Limitations and future research

Limitations of our study need to be considered. Rather than measuring specific examples of discrimination associated with unemployment or mental health problems, participants rated the extent to which they attributed general everyday discrimination to their unemployment and mental health problems. Due to our sample characteristics we could not examine the role of ethnic minority status. Our cross-sectional data preclude conclusions on causality. The lack of evidence for an interaction of attributions might be related to the fact that not all participants self-identified as having a mental health problem (especially those not receiving mental health care at the time of the study) and not all may have considered unemployment as an important element of their identity (especially those who had been employed until very recently and expected fast reemployment, or those with part-time employment who earned 450 Euros/week or less).

Despite these limitations, our findings highlight the need to consider multiple stigma among unemployed people with mental health problems. Future studies could focus on diverse social structures and conditions to recognize the complex characteristics of stigma, including ethnic minority or migrant status, education and gender. Considering the potential interaction between mental health problems and unemployment, future studies of multiple discrimination should collect qualitative data, e.g. by individual or focus groups interviews.

Implications to reduce multiple discrimination

Whether existing interventions to reduce mental illness stigma can effectively reduce multiple forms of discrimination is a topic for future research. Programs to reduce unemployment-related stigma seem to be lacking. Our results call for interventions to reduce multiple stigma and discrimination against unemployed people with mental health problems on an individual, structural and public level. Because unemployed people with mental health problems can suffer from self-stigma and shame, undermining help-seeking and job search motivation, they should be supported in their coping with mental illness-related as well as unemployment-related stigma. One approach could be Job Club group interventions that increase personal control, self-esteem and job search self-efficacy [50] and offer the opportunity of peer support to cope with stigma.

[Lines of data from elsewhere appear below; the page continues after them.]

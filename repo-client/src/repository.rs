//! Repository - the public face of a synchronized cache.
//!
//! A [`Repository`] keeps one value of type `T` in memory and keeps it in
//! step with an external source through a [`Puller`] and, for writable
//! repositories, a [`Pusher`].
//!
//! # Architecture
//!
//! ```text
//! Application → Repository → Synchronizer (state, task, observers)
//!                   ↓
//!            Puller / Pusher → Network, disk, platform API
//! ```
//!
//! What a repository can do is fixed by its access marker:
//!
//! | Type                                  | Operations                         |
//! |---------------------------------------|------------------------------------|
//! | `Repository<T, ReadOnly>`             | `get`, `sync`, `resync`, observers |
//! | `Repository<T, ReadWrite>`            | + `set`, `patch`                   |
//! | `Repository<Option<T>, ReadWrite>`    | + `delete`                         |
//!
//! # Example
//!
//! ```ignore
//! use basekit_repo::{MockSource, Repository, RepositoryConfig};
//!
//! let source = Arc::new(MockSource::new("old".to_string()));
//! let repo = Repository::read_write(source, RepositoryConfig::default());
//!
//! assert_eq!(repo.get().await?, "old");
//! repo.set("new".to_string()).await?;
//! ```

use std::marker::PhantomData;
use std::sync::Arc;

use basekit_repo_core::{
    RepositoryData, RepositoryError, RepositoryObserver, RepositoryState, SyncError,
};
use futures::FutureExt;
use uuid::Uuid;

use crate::config::RepositoryConfig;
use crate::source::{Puller, Pusher};
use crate::synchronizer::{Admission, Operation, Synchronizer};

mod sealed {
    pub trait Sealed {}
}

/// Marker for what a repository is allowed to do.
pub trait Access: sealed::Sealed + Send + Sync + 'static {}

/// Access marker: data can only be read and synced downstream.
#[derive(Debug, Clone, Copy)]
pub enum ReadOnly {}

/// Access marker: data can also be written and pushed upstream.
#[derive(Debug, Clone, Copy)]
pub enum ReadWrite {}

impl sealed::Sealed for ReadOnly {}
impl sealed::Sealed for ReadWrite {}
impl Access for ReadOnly {}
impl Access for ReadWrite {}

/// A repository whose data is read-only.
pub type ReadOnlyRepository<T> = Repository<T, ReadOnly>;

/// A repository whose data can be read and written.
pub type ReadWriteRepository<T> = Repository<T, ReadWrite>;

/// A repository whose data can be read, written and deleted. `None` is the
/// deleted value.
pub type ReadWriteDeleteRepository<T> = Repository<Option<T>, ReadWrite>;

/// Observable in-memory cache of externally-sourced data.
///
/// Cloning yields another handle to the same cache.
pub struct Repository<T: RepositoryData, A: Access = ReadOnly> {
    synchronizer: Arc<Synchronizer<T>>,
    puller: Arc<dyn Puller<T>>,
    pusher: Option<Arc<dyn Pusher<T>>>,
    config: RepositoryConfig,
    _access: PhantomData<fn() -> A>,
}

impl<T: RepositoryData> Repository<T, ReadOnly> {
    /// Create a read-only repository backed by `source`.
    ///
    /// With auto-sync enabled this kicks off a first pull in the background
    /// (see [`RepositoryConfig::auto_sync`]).
    pub fn read_only<S>(source: Arc<S>, config: RepositoryConfig) -> Self
    where
        S: Puller<T> + 'static,
    {
        Self::build(source, None, config)
    }
}

impl<T: RepositoryData> Repository<T, ReadWrite> {
    /// Create a read/write repository backed by one source that both pulls
    /// and pushes.
    pub fn read_write<S>(source: Arc<S>, config: RepositoryConfig) -> Self
    where
        S: Puller<T> + Pusher<T> + 'static,
    {
        let pusher: Arc<dyn Pusher<T>> = source.clone();
        Self::build(source, Some(pusher), config)
    }

    /// Create a read/write repository from separate pull and push sources.
    pub fn with_sources(
        puller: Arc<dyn Puller<T>>,
        pusher: Arc<dyn Pusher<T>>,
        config: RepositoryConfig,
    ) -> Self {
        Self::build(puller, Some(pusher), config)
    }

    /// Set the data, then push it upstream.
    ///
    /// Setting the value that is already synced does nothing and returns it.
    /// Otherwise the value is held as unconfirmed data until the push
    /// succeeds; if it fails, the next sync pushes it again.
    ///
    /// Returns the value as stored by the source.
    pub async fn set(&self, value: T) -> Result<T, RepositoryError> {
        let id = operation_id("SET");

        tracing::debug!(repository = %self.config.label, op = %id, "Setting data to {:?}...", value);

        let staged = self
            .synchronizer
            .stage_and_start(value.clone(), self.dispatcher())
            .await;
        if staged.is_none() {
            tracing::debug!(repository = %self.config.label, op = %id, "Setting data... SKIP: No change");
            return Ok(value);
        }

        match self.await_sync(&id).await {
            Ok(stored) => {
                tracing::debug!(repository = %self.config.label, op = %id, "Setting data... OK");
                Ok(stored)
            }
            Err(e) => {
                tracing::error!(repository = %self.config.label, op = %id, "Setting data... ERR: {}", e);
                Err(RepositoryError::Write(e))
            }
        }
    }

    /// Apply `mutate` to a copy of the current data and [`set`](Self::set)
    /// the result.
    ///
    /// Fails with [`RepositoryError::PatchWithoutBase`] if nothing has been
    /// synced yet.
    pub async fn patch<F>(&self, mutate: F) -> Result<T, RepositoryError>
    where
        F: FnOnce(&mut T),
    {
        let mut data = self
            .synchronizer
            .state()
            .await
            .into_data()
            .ok_or(RepositoryError::PatchWithoutBase)?;

        mutate(&mut data);
        self.set(data).await
    }
}

impl<T: RepositoryData> Repository<Option<T>, ReadWrite> {
    /// Delete the data, pushing the absence upstream.
    ///
    /// Deleting data that is already deleted succeeds without any I/O.
    pub async fn delete(&self) -> Result<(), RepositoryError> {
        match self.set(None).await {
            Ok(_) => Ok(()),
            Err(RepositoryError::Write(e)) => Err(RepositoryError::Delete(e)),
            Err(e) => Err(e),
        }
    }
}

impl<T: RepositoryData, A: Access> Repository<T, A> {
    fn build(
        puller: Arc<dyn Puller<T>>,
        pusher: Option<Arc<dyn Pusher<T>>>,
        config: RepositoryConfig,
    ) -> Self {
        let repository = Self {
            synchronizer: Arc::new(Synchronizer::new(&config.label, config.max_supersessions)),
            puller,
            pusher,
            config,
            _access: PhantomData,
        };

        if repository.config.auto_sync {
            repository.spawn_initial_sync();
        }

        repository
    }

    // Best effort: the outcome reaches observers and the log, nobody awaits it.
    fn spawn_initial_sync(&self) {
        let handle = match tokio::runtime::Handle::try_current() {
            Ok(handle) => handle,
            Err(_) => {
                tracing::debug!(
                    repository = %self.config.label,
                    "No async runtime, skipping initial sync"
                );
                return;
            }
        };

        let synchronizer = self.synchronizer.clone();
        let dispatch = self.dispatcher();
        handle.spawn(async move {
            synchronizer.start(Admission::Join, dispatch).await;
        });
    }

    /// Pick the I/O for a new sync task: unconfirmed local data is pushed,
    /// anything else is pulled.
    fn dispatcher(&self) -> impl FnOnce(&RepositoryState<T>) -> Operation<T> + Send + 'static {
        let puller = self.puller.clone();
        let pusher = self.pusher.clone();

        move |state: &RepositoryState<T>| match (state, pusher) {
            (RepositoryState::NotSynced(data), Some(pusher)) => {
                let data = data.clone();
                Operation::upstream(async move { pusher.push(data).await }.boxed())
            }
            _ => Operation::downstream(async move { puller.pull().await }.boxed()),
        }
    }

    async fn run_sync(&self, admission: Admission, id: &str) -> Result<T, SyncError> {
        tracing::debug!(repository = %self.config.label, op = %id, "Syncing...");

        self.synchronizer.start(admission, self.dispatcher()).await;
        self.await_sync(id).await
    }

    async fn await_sync(&self, id: &str) -> Result<T, SyncError> {
        let result = self.synchronizer.await_task().await;
        match &result {
            Ok(data) => {
                tracing::debug!(repository = %self.config.label, op = %id, "Syncing... OK: {:?}", data)
            }
            Err(e) => {
                tracing::warn!(repository = %self.config.label, op = %id, "Syncing... ERR: {}", e)
            }
        }
        result
    }

    /// Return the data in memory, syncing first if there is none.
    ///
    /// Stale data (after a failed sync) is returned as is. With auto-sync
    /// disabled and nothing in memory this fails with
    /// [`RepositoryError::NotSynced`] instead of syncing.
    pub async fn get(&self) -> Result<T, RepositoryError> {
        let id = operation_id("GET");

        tracing::debug!(repository = %self.config.label, op = %id, "Getting data...");

        match self.synchronizer.state().await {
            RepositoryState::Synced(data) | RepositoryState::NotSynced(data) => {
                tracing::debug!(repository = %self.config.label, op = %id, "Getting data... OK: {:?}", data);
                Ok(data)
            }
            RepositoryState::Initial if !self.config.auto_sync => {
                tracing::debug!(
                    repository = %self.config.label,
                    op = %id,
                    "Getting data... ERR: not synced and auto-sync is disabled"
                );
                Err(RepositoryError::NotSynced)
            }
            RepositoryState::Initial => {
                tracing::debug!(
                    repository = %self.config.label,
                    op = %id,
                    "Getting data... repository not synced, proceeding to auto sync"
                );
                self.run_sync(Admission::Join, &id)
                    .await
                    .map_err(RepositoryError::Read)
            }
        }
    }

    /// Synchronize with the source.
    ///
    /// Unconfirmed local data is pushed, otherwise the source is pulled. If a
    /// sync from the same state is already running, this waits for it instead
    /// of starting another. Every caller receives the result of the latest
    /// sync.
    pub async fn sync(&self) -> Result<T, SyncError> {
        self.run_sync(Admission::Join, &operation_id("SYNC")).await
    }

    /// Like [`sync`](Self::sync), but always starts a new operation. A sync
    /// still running is superseded: its result is discarded and its callers
    /// receive the result of this one.
    pub async fn resync(&self) -> Result<T, SyncError> {
        self.run_sync(Admission::Fresh, &operation_id("RESYNC")).await
    }

    /// Snapshot of the current state.
    pub async fn state(&self) -> RepositoryState<T> {
        self.synchronizer.state().await
    }

    /// Register a weakly-held observer. Registering it again replaces the
    /// earlier registration.
    pub async fn add_observer<O>(&self, observer: &Arc<O>)
    where
        O: RepositoryObserver<T> + 'static,
    {
        self.synchronizer.add_observer(observer).await;
    }

    /// Unregister an observer.
    pub async fn remove_observer<O>(&self, observer: &Arc<O>)
    where
        O: RepositoryObserver<T> + 'static,
    {
        self.synchronizer.remove_observer(observer).await;
    }

    /// The configuration this repository was built with.
    pub fn config(&self) -> &RepositoryConfig {
        &self.config
    }
}

impl<T: RepositoryData, A: Access> Clone for Repository<T, A> {
    fn clone(&self) -> Self {
        Self {
            synchronizer: Arc::clone(&self.synchronizer),
            puller: Arc::clone(&self.puller),
            pusher: self.pusher.clone(),
            config: self.config.clone(),
            _access: PhantomData,
        }
    }
}

impl<T: RepositoryData, A: Access> std::fmt::Debug for Repository<T, A> {
    fn fmt(&self, f: &mut std::fmt::Formatter<'_>) -> std::fmt::Result {
        f.debug_struct("Repository")
            .field("label", &self.config.label)
            .field("writable", &self.pusher.is_some())
            .finish()
    }
}

fn operation_id(kind: &str) -> String {
    format!("{}-{}", kind, Uuid::new_v4())
}

#[cfg(test)]
mod tests {
    use super::*;
    use crate::source::MockSource;

    fn manual() -> RepositoryConfig {
        RepositoryConfig::new().with_auto_sync(false)
    }

    // ===========================================
    // Construction Tests
    // ===========================================

    #[test]
    fn construction_outside_runtime_skips_initial_sync() {
        let source = Arc::new(MockSource::new(1u32));
        let repo: ReadOnlyRepository<u32> =
            Repository::read_only(source.clone(), RepositoryConfig::new());

        assert!(repo.config().auto_sync);
        assert_eq!(source.pull_count(), 0);
    }

    #[test]
    fn debug_shows_label_and_access() {
        let source = Arc::new(MockSource::new(1u32));
        let repo: ReadWriteRepository<u32> =
            Repository::read_write(source, manual().with_label("profile"));

        let debug = format!("{:?}", repo);
        assert!(debug.contains("profile"));
        assert!(debug.contains("writable: true"));
    }

    // ===========================================
    // Handle Tests
    // ===========================================

    #[tokio::test]
    async fn clones_share_one_cache() {
        let source = Arc::new(MockSource::new("v".to_string()));
        let repo: ReadWriteRepository<String> = Repository::read_write(source.clone(), manual());
        let other = repo.clone();

        repo.sync().await.unwrap();
        assert_eq!(other.get().await.unwrap(), "v");

        other.set("w".to_string()).await.unwrap();
        assert_eq!(repo.state().await, RepositoryState::Synced("w".to_string()));
        assert_eq!(source.pull_count(), 1);
    }

    #[tokio::test]
    async fn read_write_after_failed_pull_pushes_stale_value() {
        let source = Arc::new(MockSource::new("v".to_string()));
        let repo: ReadWriteRepository<String> = Repository::read_write(source.clone(), manual());
        repo.sync().await.unwrap();

        source.fail_next_pull("offline");
        repo.sync().await.unwrap_err();
        assert_eq!(repo.state().await, RepositoryState::NotSynced("v".to_string()));

        // Unconfirmed data is always pushed, even if it came from a pull.
        assert_eq!(repo.sync().await.unwrap(), "v");
        assert_eq!(source.push_count(), 1);
    }

    #[test]
    fn operation_ids_are_prefixed_and_unique() {
        let a = operation_id("GET");
        let b = operation_id("GET");

        assert!(a.starts_with("GET-"));
        assert_ne!(a, b);
    }
}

Because intersectionality refers to the interdependence between social identities and structural inequities [46], there is a need to offer support for people who suffer from multiple stigma such as supported employment which includes employment activities based on individual preferences and needs, integration of employment services into mental health services and personalized benefits planning [12]. Due to the fact that the concept of supported employment is not routinely implemented in the German health care or employment agency systems, policy changes should be considered. Additionally, contact-based interventions [26, 51] could reduce multiple stigma and attitudes and behaviors among members of the general public.